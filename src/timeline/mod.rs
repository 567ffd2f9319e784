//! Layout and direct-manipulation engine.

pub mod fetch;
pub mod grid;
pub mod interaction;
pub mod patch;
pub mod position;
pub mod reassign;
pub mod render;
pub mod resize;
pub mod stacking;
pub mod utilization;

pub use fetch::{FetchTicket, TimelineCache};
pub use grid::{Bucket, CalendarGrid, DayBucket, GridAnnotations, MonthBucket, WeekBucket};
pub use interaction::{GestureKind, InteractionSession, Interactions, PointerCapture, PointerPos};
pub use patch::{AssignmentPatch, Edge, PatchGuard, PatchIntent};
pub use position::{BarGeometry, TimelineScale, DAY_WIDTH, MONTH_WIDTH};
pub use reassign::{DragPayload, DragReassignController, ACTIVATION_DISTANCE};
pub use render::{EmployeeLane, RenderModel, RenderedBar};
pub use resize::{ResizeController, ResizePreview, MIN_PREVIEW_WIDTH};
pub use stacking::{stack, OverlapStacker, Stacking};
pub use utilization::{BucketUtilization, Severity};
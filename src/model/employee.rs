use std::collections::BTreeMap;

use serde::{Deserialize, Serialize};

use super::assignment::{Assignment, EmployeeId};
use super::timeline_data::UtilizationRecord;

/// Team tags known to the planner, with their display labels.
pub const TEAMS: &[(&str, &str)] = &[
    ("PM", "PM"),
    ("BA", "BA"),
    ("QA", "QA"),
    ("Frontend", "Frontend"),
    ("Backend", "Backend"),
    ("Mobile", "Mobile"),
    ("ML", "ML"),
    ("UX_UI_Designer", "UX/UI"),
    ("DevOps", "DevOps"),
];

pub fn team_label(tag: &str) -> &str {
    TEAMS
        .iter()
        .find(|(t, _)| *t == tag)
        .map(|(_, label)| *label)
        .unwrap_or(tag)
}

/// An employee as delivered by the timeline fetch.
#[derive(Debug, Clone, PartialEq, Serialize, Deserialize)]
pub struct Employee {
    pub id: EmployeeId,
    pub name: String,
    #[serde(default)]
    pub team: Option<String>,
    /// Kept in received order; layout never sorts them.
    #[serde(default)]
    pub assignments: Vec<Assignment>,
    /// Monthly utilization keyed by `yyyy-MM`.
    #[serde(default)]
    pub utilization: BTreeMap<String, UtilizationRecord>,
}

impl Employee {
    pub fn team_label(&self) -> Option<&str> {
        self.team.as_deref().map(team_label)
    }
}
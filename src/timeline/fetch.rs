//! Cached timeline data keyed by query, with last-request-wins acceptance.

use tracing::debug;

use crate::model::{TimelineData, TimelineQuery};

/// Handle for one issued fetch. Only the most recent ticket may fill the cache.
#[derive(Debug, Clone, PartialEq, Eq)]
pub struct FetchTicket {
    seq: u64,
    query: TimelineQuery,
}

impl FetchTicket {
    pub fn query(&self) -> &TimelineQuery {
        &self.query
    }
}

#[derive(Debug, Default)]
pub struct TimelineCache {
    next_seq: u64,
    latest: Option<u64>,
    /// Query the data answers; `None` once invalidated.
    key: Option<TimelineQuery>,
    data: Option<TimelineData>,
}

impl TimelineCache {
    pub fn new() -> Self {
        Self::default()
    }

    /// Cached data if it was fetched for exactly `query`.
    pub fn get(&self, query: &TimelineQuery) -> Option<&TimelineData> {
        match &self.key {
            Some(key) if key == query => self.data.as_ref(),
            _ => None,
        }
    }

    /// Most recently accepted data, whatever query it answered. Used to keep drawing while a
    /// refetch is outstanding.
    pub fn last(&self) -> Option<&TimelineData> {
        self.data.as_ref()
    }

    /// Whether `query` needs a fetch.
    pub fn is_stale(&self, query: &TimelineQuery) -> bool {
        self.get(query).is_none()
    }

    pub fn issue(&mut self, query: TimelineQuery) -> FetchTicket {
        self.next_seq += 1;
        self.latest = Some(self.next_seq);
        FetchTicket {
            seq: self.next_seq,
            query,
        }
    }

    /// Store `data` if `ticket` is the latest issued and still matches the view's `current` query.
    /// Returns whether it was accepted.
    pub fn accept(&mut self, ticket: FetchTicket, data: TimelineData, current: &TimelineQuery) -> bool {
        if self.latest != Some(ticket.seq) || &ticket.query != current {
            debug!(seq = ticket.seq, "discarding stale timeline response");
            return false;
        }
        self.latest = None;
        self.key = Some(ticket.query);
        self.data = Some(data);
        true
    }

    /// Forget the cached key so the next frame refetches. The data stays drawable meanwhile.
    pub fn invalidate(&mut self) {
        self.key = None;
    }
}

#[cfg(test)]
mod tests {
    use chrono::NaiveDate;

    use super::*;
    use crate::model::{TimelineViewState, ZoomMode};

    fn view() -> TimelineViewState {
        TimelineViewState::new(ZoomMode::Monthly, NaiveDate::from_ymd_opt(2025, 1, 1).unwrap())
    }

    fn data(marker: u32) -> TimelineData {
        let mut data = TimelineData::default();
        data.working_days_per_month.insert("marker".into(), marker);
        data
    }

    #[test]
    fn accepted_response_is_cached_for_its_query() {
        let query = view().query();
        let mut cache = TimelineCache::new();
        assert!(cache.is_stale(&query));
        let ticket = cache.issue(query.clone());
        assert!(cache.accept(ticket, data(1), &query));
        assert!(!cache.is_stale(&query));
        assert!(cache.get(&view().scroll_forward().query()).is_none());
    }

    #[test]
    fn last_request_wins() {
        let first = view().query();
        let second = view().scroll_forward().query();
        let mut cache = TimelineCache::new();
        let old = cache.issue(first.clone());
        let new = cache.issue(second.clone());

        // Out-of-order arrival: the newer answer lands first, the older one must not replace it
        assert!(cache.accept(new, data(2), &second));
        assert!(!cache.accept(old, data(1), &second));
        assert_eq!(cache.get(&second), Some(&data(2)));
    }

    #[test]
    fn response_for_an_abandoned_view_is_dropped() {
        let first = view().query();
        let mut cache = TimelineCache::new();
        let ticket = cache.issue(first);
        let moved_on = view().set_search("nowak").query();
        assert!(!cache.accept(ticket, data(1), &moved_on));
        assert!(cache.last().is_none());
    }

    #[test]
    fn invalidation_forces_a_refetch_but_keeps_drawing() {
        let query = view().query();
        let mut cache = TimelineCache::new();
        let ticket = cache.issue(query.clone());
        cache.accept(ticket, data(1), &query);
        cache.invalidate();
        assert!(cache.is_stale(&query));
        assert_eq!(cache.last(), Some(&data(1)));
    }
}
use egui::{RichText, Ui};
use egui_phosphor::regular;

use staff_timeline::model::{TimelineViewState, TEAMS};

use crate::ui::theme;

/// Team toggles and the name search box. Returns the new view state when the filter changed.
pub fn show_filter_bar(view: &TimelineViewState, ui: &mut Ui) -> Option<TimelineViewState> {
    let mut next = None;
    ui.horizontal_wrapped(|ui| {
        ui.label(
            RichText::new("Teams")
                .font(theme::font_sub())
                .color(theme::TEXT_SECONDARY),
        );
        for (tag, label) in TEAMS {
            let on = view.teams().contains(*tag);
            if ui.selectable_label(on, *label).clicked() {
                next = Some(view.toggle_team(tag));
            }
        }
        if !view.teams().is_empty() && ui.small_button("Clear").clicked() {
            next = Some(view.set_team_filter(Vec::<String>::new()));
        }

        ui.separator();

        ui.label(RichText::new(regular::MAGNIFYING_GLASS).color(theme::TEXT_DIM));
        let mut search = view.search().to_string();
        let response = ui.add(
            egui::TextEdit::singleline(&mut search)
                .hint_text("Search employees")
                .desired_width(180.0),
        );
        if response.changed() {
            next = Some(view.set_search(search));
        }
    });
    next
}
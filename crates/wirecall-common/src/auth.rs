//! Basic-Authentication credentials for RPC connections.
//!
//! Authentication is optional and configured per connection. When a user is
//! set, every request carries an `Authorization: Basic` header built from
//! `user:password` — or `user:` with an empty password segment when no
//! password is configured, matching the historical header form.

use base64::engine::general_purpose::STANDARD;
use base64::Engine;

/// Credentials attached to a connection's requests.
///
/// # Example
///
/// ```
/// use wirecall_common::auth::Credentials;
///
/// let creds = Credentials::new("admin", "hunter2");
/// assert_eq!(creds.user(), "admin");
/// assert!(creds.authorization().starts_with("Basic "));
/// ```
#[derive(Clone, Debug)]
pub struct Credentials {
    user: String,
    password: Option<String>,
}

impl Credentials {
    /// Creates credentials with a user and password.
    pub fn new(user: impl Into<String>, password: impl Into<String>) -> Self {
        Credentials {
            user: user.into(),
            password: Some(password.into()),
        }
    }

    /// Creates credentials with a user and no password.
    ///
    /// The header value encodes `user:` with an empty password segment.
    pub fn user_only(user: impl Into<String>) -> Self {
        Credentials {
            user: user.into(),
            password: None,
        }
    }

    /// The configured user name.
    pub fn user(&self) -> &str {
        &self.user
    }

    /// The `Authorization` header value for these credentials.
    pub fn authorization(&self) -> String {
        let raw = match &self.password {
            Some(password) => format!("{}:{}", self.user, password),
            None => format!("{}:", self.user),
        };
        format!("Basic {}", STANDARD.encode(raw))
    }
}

:::::

Only lines with the word "Serialize" are wanted; pull each of them from the records.

use serde::{Deserialize, Serialize};
#[derive(Debug, Clone, PartialEq, Serialize, Deserialize)]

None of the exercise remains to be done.